Congo Republic facing massive polio outbreak

The Congo Republic is facing a massive polio outbreak, reporting 201 cases of paralysis in two weeks and 104 deaths, according to the World Health Organization.

An emergency has been declared by the government in Brazzaville, the nation's capital, the New York Times reports. Plans have also been announced to vaccinate the nation's entire population with oral drops. The WHO, Unicef and the U.S. Centers for Disease Control and Prevention will aid in the vaccination program.

“We’ve got two hospitals with hundreds of paralyzed people and many dead,” Dr. Bruce Aylward, the WHO’s director of global polio eradication, told the New York Times in an interview from Geneva. “And a couple of things about this outbreak are different and deeply disturbing.”

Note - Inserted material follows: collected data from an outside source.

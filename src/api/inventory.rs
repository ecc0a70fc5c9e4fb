use axum::extract::{Path, Query, State};
use axum::http::StatusCode;
use axum::Json;
use serde::Deserialize;

use super::{require_user, AppState};
use crate::db;
use crate::errors::{AppError, AppResult};
use crate::models::{InventoryItem, InventoryItemUpdate, NewInventoryItem};
use crate::validation::{
    validate_expiring_window, validate_inventory_update, validate_new_inventory_item,
};

const DEFAULT_EXPIRING_DAYS: i32 = 3;
const MAX_BULK_ITEMS: usize = 100;

#[derive(Debug, Deserialize)]
pub struct ExpiringQuery {
    pub days: Option<i32>,
}

/// Confirmed receipt items
#[derive(Debug, Deserialize)]
pub struct BulkPayload {
    pub items: Vec<NewInventoryItem>,
}

fn item_not_found(item_id: i64) -> AppError {
    AppError::NotFound(format!("Inventory item {item_id} not found"))
}

/// Store items in one transaction and read them back with ingredient names
async fn store_items(
    state: &AppState,
    user_id: i64,
    items: &[NewInventoryItem],
) -> AppResult<Vec<InventoryItem>> {
    let item_ids = db::add_inventory_items(&state.pool, user_id, items).await?;

    let mut stored = Vec::with_capacity(item_ids.len());
    for item_id in item_ids {
        let item = db::read_inventory_item(&state.pool, user_id, item_id)
            .await?
            .ok_or_else(|| {
                AppError::Internal(format!("Inventory item {item_id} vanished after insert"))
            })?;
        stored.push(item);
    }
    Ok(stored)
}

pub async fn list_inventory(
    State(state): State<AppState>,
    Path(user_id): Path<i64>,
) -> AppResult<Json<Vec<InventoryItem>>> {
    require_user(&state.pool, user_id).await?;
    Ok(Json(db::list_inventory(&state.pool, user_id).await?))
}

pub async fn list_expiring(
    State(state): State<AppState>,
    Path(user_id): Path<i64>,
    Query(query): Query<ExpiringQuery>,
) -> AppResult<Json<Vec<InventoryItem>>> {
    let days = validate_expiring_window(query.days.unwrap_or(DEFAULT_EXPIRING_DAYS))?;
    require_user(&state.pool, user_id).await?;
    Ok(Json(db::list_expiring_items(&state.pool, user_id, days).await?))
}

pub async fn add_item(
    State(state): State<AppState>,
    Path(user_id): Path<i64>,
    Json(payload): Json<NewInventoryItem>,
) -> AppResult<(StatusCode, Json<InventoryItem>)> {
    let item = validate_new_inventory_item(&payload)?;
    require_user(&state.pool, user_id).await?;

    let mut stored = store_items(&state, user_id, std::slice::from_ref(&item)).await?;
    let item = stored
        .pop()
        .ok_or_else(|| AppError::Internal("Inventory insert returned no item".to_string()))?;
    Ok((StatusCode::CREATED, Json(item)))
}

/// Add several items at once; nothing is stored unless every item is
pub async fn add_items(
    State(state): State<AppState>,
    Path(user_id): Path<i64>,
    Json(payload): Json<BulkPayload>,
) -> AppResult<(StatusCode, Json<Vec<InventoryItem>>)> {
    if payload.items.is_empty() {
        return Err(AppError::Validation("No items to add".to_string()));
    }
    if payload.items.len() > MAX_BULK_ITEMS {
        return Err(AppError::Validation(format!(
            "Cannot add more than {MAX_BULK_ITEMS} items at once"
        )));
    }

    let items = payload
        .items
        .iter()
        .map(validate_new_inventory_item)
        .collect::<AppResult<Vec<_>>>()?;

    require_user(&state.pool, user_id).await?;

    let stored = store_items(&state, user_id, &items).await?;
    Ok((StatusCode::CREATED, Json(stored)))
}

pub async fn update_item(
    State(state): State<AppState>,
    Path((user_id, item_id)): Path<(i64, i64)>,
    Json(payload): Json<InventoryItemUpdate>,
) -> AppResult<Json<InventoryItem>> {
    let update = validate_inventory_update(&payload)?;
    require_user(&state.pool, user_id).await?;

    let updated = db::update_inventory_item(
        &state.pool,
        user_id,
        item_id,
        update.quantity,
        update.unit.as_deref(),
        update.expiry_date,
    )
    .await?;
    if !updated {
        return Err(item_not_found(item_id));
    }

    db::read_inventory_item(&state.pool, user_id, item_id)
        .await?
        .map(Json)
        .ok_or_else(|| item_not_found(item_id))
}

pub async fn delete_item(
    State(state): State<AppState>,
    Path((user_id, item_id)): Path<(i64, i64)>,
) -> AppResult<StatusCode> {
    require_user(&state.pool, user_id).await?;

    if db::delete_inventory_item(&state.pool, user_id, item_id).await? {
        Ok(StatusCode::NO_CONTENT)
    } else {
        Err(item_not_found(item_id))
    }
}
//! Receipt image validation.
//!
//! Uploaded bytes are checked before anything is sent to the AI provider:
//! size first, then the format is detected from magic bytes with
//! `image::guess_format` and checked against its own limit.

use image::ImageFormat;
use tracing::{debug, info};

use crate::config::UploadLimits;
use crate::errors::{AppError, AppResult};

/// A receipt image that passed validation
#[derive(Debug, Clone, Copy, PartialEq, Eq)]
pub struct ReceiptImage {
    pub format: ImageFormat,
    pub mime_type: &'static str,
}

fn mime_type(format: ImageFormat) -> Option<&'static str> {
    match format {
        ImageFormat::Png => Some("image/png"),
        ImageFormat::Jpeg => Some("image/jpeg"),
        ImageFormat::WebP => Some("image/webp"),
        _ => None,
    }
}

fn format_limit(format: ImageFormat, limits: &UploadLimits) -> u64 {
    match format {
        ImageFormat::Png => limits.png_max,
        ImageFormat::Jpeg => limits.jpeg_max,
        ImageFormat::WebP => limits.webp_max,
        _ => 0,
    }
}

/// Check an uploaded receipt and detect its format
pub fn validate_receipt_image(bytes: &[u8], limits: &UploadLimits) -> AppResult<ReceiptImage> {
    if bytes.is_empty() {
        return Err(AppError::Validation("Receipt image is empty".to_string()));
    }

    let size = bytes.len() as u64;
    if size > limits.max_bytes {
        return Err(AppError::Validation(format!(
            "Receipt image is too large ({size} bytes, limit {} bytes)",
            limits.max_bytes
        )));
    }

    if bytes.len() < limits.min_format_bytes {
        return Err(AppError::Validation(format!(
            "Receipt image is too small to identify ({size} bytes, need at least {})",
            limits.min_format_bytes
        )));
    }

    let format = image::guess_format(bytes).map_err(|e| {
        debug!(error = %e, "Could not determine image format");
        AppError::Validation("Unrecognised image format, use PNG, JPEG or WebP".to_string())
    })?;

    let Some(mime_type) = mime_type(format) else {
        info!(?format, "Rejected unsupported receipt format");
        return Err(AppError::Validation(format!(
            "Unsupported image format {format:?}, use PNG, JPEG or WebP"
        )));
    };

    let limit = format_limit(format, limits);
    if size > limit {
        return Err(AppError::Validation(format!(
            "{format:?} receipt is too large ({size} bytes, limit {limit} bytes)"
        )));
    }

    info!(?format, size, "Receipt image accepted");
    Ok(ReceiptImage { format, mime_type })
}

In Pointe Noire, the port city that has seen the most concentrated number of cases, 85 percent of the cases are in teenagers and adults. Most of the victims are male and the death rate is much higher than normal, the New York Times reports.

Typically, young boys and girls are equally infected by polio, which kills no more than 20 percent of those it paralyzes on average.

Routine polio vaccinations did not begin in the central African region until the 1980s and then only focused on children under the age of five, leaving few adults protected.

The current Congo Republic strain has been caused by an Indian strain that first surfaced in Angola in 2007, the New York Times reports.